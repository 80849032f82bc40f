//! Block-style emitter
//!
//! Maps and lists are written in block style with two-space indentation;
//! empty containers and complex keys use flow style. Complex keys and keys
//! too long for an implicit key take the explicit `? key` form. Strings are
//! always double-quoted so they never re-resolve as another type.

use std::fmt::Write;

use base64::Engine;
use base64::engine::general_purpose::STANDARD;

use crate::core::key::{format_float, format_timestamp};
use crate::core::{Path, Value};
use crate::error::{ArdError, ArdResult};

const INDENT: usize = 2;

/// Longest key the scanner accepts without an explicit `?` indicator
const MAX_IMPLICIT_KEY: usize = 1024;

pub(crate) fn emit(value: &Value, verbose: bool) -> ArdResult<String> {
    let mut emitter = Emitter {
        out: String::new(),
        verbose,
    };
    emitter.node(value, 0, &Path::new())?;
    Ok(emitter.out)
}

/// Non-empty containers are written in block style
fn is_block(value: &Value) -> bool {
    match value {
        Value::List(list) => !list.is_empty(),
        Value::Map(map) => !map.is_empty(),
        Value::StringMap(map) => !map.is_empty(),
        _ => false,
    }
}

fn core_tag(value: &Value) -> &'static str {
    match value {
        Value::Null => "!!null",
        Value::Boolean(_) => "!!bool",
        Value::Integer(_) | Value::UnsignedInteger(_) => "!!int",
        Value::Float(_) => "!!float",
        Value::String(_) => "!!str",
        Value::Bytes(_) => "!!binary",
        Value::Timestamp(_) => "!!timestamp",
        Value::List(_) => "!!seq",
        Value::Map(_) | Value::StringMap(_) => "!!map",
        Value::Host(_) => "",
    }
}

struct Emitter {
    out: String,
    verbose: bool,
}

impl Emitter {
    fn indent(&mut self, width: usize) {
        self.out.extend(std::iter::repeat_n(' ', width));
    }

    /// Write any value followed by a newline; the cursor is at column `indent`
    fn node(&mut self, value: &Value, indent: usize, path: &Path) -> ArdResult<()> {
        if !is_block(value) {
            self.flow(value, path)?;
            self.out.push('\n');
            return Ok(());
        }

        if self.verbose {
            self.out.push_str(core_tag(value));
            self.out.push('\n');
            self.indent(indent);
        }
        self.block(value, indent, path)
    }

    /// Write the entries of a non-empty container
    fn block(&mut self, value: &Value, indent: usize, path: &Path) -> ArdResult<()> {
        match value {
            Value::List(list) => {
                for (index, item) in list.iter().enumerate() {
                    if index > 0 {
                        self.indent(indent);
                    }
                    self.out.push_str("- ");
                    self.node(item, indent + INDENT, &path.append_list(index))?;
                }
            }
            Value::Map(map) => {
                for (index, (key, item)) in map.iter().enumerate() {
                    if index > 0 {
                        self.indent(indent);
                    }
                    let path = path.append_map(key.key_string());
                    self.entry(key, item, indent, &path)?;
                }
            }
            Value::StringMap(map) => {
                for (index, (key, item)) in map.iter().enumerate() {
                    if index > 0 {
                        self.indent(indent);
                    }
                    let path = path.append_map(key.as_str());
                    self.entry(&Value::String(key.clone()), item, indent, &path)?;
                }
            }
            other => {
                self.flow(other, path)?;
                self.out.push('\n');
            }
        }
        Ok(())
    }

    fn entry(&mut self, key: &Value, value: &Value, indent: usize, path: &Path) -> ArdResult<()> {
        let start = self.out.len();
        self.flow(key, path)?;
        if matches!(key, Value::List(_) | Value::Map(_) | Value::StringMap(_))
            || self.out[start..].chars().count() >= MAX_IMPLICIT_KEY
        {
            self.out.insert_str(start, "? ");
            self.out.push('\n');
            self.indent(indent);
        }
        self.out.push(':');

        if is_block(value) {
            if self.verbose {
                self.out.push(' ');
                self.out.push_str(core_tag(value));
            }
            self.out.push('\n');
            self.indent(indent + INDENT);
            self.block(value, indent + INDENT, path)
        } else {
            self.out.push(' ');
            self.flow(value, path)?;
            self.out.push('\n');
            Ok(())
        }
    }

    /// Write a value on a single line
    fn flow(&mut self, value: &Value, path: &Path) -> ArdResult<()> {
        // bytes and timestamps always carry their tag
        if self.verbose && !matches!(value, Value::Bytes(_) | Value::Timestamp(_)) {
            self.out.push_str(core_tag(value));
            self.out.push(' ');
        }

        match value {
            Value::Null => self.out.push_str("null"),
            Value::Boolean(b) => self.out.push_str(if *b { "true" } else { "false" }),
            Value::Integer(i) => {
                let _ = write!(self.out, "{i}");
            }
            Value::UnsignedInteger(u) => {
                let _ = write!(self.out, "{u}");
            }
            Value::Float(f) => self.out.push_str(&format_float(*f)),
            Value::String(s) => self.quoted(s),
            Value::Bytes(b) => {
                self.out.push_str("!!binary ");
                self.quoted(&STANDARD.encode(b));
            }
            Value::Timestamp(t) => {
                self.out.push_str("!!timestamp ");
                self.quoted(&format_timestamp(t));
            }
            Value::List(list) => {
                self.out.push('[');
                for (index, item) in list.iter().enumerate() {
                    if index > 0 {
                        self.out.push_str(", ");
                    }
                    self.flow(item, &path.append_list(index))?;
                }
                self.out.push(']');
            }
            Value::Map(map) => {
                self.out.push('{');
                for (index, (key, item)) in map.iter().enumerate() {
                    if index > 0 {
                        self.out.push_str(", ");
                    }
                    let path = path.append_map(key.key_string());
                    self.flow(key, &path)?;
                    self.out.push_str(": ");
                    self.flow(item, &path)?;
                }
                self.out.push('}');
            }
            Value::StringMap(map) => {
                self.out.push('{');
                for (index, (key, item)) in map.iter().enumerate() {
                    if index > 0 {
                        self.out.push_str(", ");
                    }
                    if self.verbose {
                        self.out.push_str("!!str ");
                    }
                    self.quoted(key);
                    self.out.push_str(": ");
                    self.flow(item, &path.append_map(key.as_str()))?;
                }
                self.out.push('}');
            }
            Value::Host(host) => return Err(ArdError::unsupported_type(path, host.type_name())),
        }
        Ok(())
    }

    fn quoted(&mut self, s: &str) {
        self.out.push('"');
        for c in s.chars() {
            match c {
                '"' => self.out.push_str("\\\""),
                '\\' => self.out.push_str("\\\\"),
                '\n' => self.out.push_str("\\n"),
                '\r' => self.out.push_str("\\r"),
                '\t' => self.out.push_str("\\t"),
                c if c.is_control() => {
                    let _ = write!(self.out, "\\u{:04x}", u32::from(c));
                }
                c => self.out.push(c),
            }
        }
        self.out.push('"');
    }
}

▶ TASK:
The data must be printed verbatim, line by line.

▶ SOLUTION:
repository 80849032f82bc40f
//! Block-style emitter
//!
//! Maps and lists are written in block style with two-space indentation;
//! empty containers and complex keys use flow style. Complex keys and keys
//! too long for an implicit key take the explicit `? key` form. Strings are
//! always double-quoted so they never re-resolve as another type.

use std::fmt::Write;

use base64::Engine;
use base64::engine::general_purpose::STANDARD;

use crate::core::key::{format_float, format_timestamp};
use crate::core::{Path, Value};
use crate::error::{ArdError, ArdResult};

const INDENT: usize = 2;

/// Longest key the scanner accepts without an explicit `?` indicator
const MAX_IMPLICIT_KEY: usize = 1024;

pub(crate) fn emit(value: &Value, verbose: bool) -> ArdResult<String> {
    let mut emitter = Emitter {
        out: String::new(),
        verbose,
    };
    emitter.node(value, 0, &Path::new())?;
    Ok(emitter.out)
}

/// Non-empty containers are written in block style
fn is_block(value: &Value) -> bool {
    match value {
        Value::List(list) => !list.is_empty(),
        Value::Map(map) => !map.is_empty(),
        Value::StringMap(map) => !map.is_empty(),
        _ => false,
    }
}

fn core_tag(value: &Value) -> &'static str {
    match value {
        Value::Null => "!!null",
        Value::Boolean(_) => "!!bool",
        Value::Integer(_) | Value::UnsignedInteger(_) => "!!int",
        Value::Float(_) => "!!float",
        Value::String(_) => "!!str",
        Value::Bytes(_) => "!!binary",
        Value::Timestamp(_) => "!!timestamp",
        Value::List(_) => "!!seq",
        Value::Map(_) | Value::StringMap(_) => "!!map",
        Value::Host(_) => "",
    }
}

struct Emitter {
    out: String,
    verbose: bool,
}

impl Emitter {
    fn indent(&mut self, width: usize) {
        self.out.extend(std::iter::repeat_n(' ', width));
    }

    /// Write any value followed by a newline; the cursor is at column `indent`
    fn node(&mut self, value: &Value, indent: usize, path: &Path) -> ArdResult<()> {
        if !is_block(value) {
            self.flow(value, path)?;
            self.out.push('\n');
            return Ok(());
        }

        if self.verbose {
            self.out.push_str(core_tag(value));
            self.out.push('\n');
            self.indent(indent);
        }
        self.block(value, indent, path)
    }

    /// Write the entries of a non-empty container
    fn block(&mut self, value: &Value, indent: usize, path: &Path) -> ArdResult<()> {
        match value {
            Value::List(list) => {
                for (index, item) in list.iter().enumerate() {
                    if index > 0 {
                        self.indent(indent);
                    }
                    self.out.push_str("- ");
                    self.node(item, indent + INDENT, &path.append_list(index))?;
                }
            }
            Value::Map(map) => {
                for (index, (key, item)) in map.iter().enumerate() {
                    if index > 0 {
                        self.indent(indent);
                    }
                    let path = path.append_map(key.key_string());
                    self.entry(key, item, indent, &path)?;
                }
            }
            Value::StringMap(map) => {
                for (index, (key, item)) in map.iter().enumerate() {
                    if index > 0 {
                        self.indent(indent);
                    }
                    let path = path.append_map(key.as_str());
                    self.entry(&Value::String(key.clone()), item, indent, &path)?;
                }
            }
            other => {
                self.flow(other, path)?;
                self.out.push('\n');
            }
        }
        Ok(())
    }

    fn entry(&mut self, key: &Value, value: &Value, indent: usize, path: &Path) -> ArdResult<()> {
        let start = self.out.len();
        self.flow(key, path)?;
        if matches!(key, Value::List(_) | Value::Map(_) | Value::StringMap(_))
            || self.out[start..].chars().count() >= MAX_IMPLICIT_KEY
        {
            self.out.insert_str(start, "? ");
            self.out.push('\n');
            self.indent(indent);
        }
        self.out.push(':');

        if is_block(value) {
            if self.verbose {
                self.out.push(' ');
                self.out.push_str(core_tag(value));
            }
            self.out.push('\n');
            self.indent(indent + INDENT);
            self.block(value, indent + INDENT, path)
        } else {
            self.out.push(' ');
            self.flow(value, path)?;
            self.out.push('\n');
            Ok(())
        }
    }

    /// Write a value on a single line
    fn flow(&mut self, value: &Value, path: &Path) -> ArdResult<()> {
        // bytes and timestamps always carry their tag
        if self.verbose && !matches!(value, Value::Bytes(_) | Value::Timestamp(_)) {
            self.out.push_str(core_tag(value));
            self.out.push(' ');
        }

        match value {
            Value::Null => self.out.push_str("null"),
            Value::Boolean(b) => self.out.push_str(if *b { "true" } else { "false" }),
            Value::Integer(i) => {
                let _ = write!(self.out, "{i}");
            }
            Value::UnsignedInteger(u) => {
                let _ = write!(self.out, "{u}");
            }
            Value::Float(f) => self.out.push_str(&format_float(*f)),
            Value::String(s) => self.quoted(s),
            Value::Bytes(b) => {
                self.out.push_str("!!binary ");
                self.quoted(&STANDARD.encode(b));
            }
            Value::Timestamp(t) => {
                self.out.push_str("!!timestamp ");
                self.quoted(&format_timestamp(t));
            }
            Value::List(list) => {
                self.out.push('[');
                for (index, item) in list.iter().enumerate() {
                    if index > 0 {
                        self.out.push_str(", ");
                    }
                    self.flow(item, &path.append_list(index))?;
                }
                self.out.push(']');
            }
            Value::Map(map) => {
                self.out.push('{');
                for (index, (key, item)) in map.iter().enumerate() {
                    if index > 0 {
                        self.out.push_str(", ");
                    }
                    let path = path.append_map(key.key_string());
                    self.flow(key, &path)?;
                    self.out.push_str(": ");
                    self.flow(item, &path)?;
                }
                self.out.push('}');
            }
            Value::StringMap(map) => {
                self.out.push('{');
                for (index, (key, item)) in map.iter().enumerate() {
                    if index > 0 {
                        self.out.push_str(", ");
                    }
                    if self.verbose {
                        self.out.push_str("!!str ");
                    }
                    self.quoted(key);
                    self.out.push_str(": ");
                    self.flow(item, &path.append_map(key.as_str()))?;
                }
                self.out.push('}');
            }
            Value::Host(host) => return Err(ArdError::unsupported_type(path, host.type_name())),
        }
        Ok(())
    }

    fn quoted(&mut self, s: &str) {
        self.out.push('"');
        for c in s.chars() {
            match c {
                '"' => self.out.push_str("\\\""),
                '\\' => self.out.push_str("\\\\"),
                '\n' => self.out.push_str("\\n"),
                '\r' => self.out.push_str("\\r"),
                '\t' => self.out.push_str("\\t"),
                c if c.is_control() => {
                    let _ = write!(self.out, "\\u{:04x}", u32::from(c));
                }
                c => self.out.push(c),
            }
        }
        self.out.push('"');
    }
}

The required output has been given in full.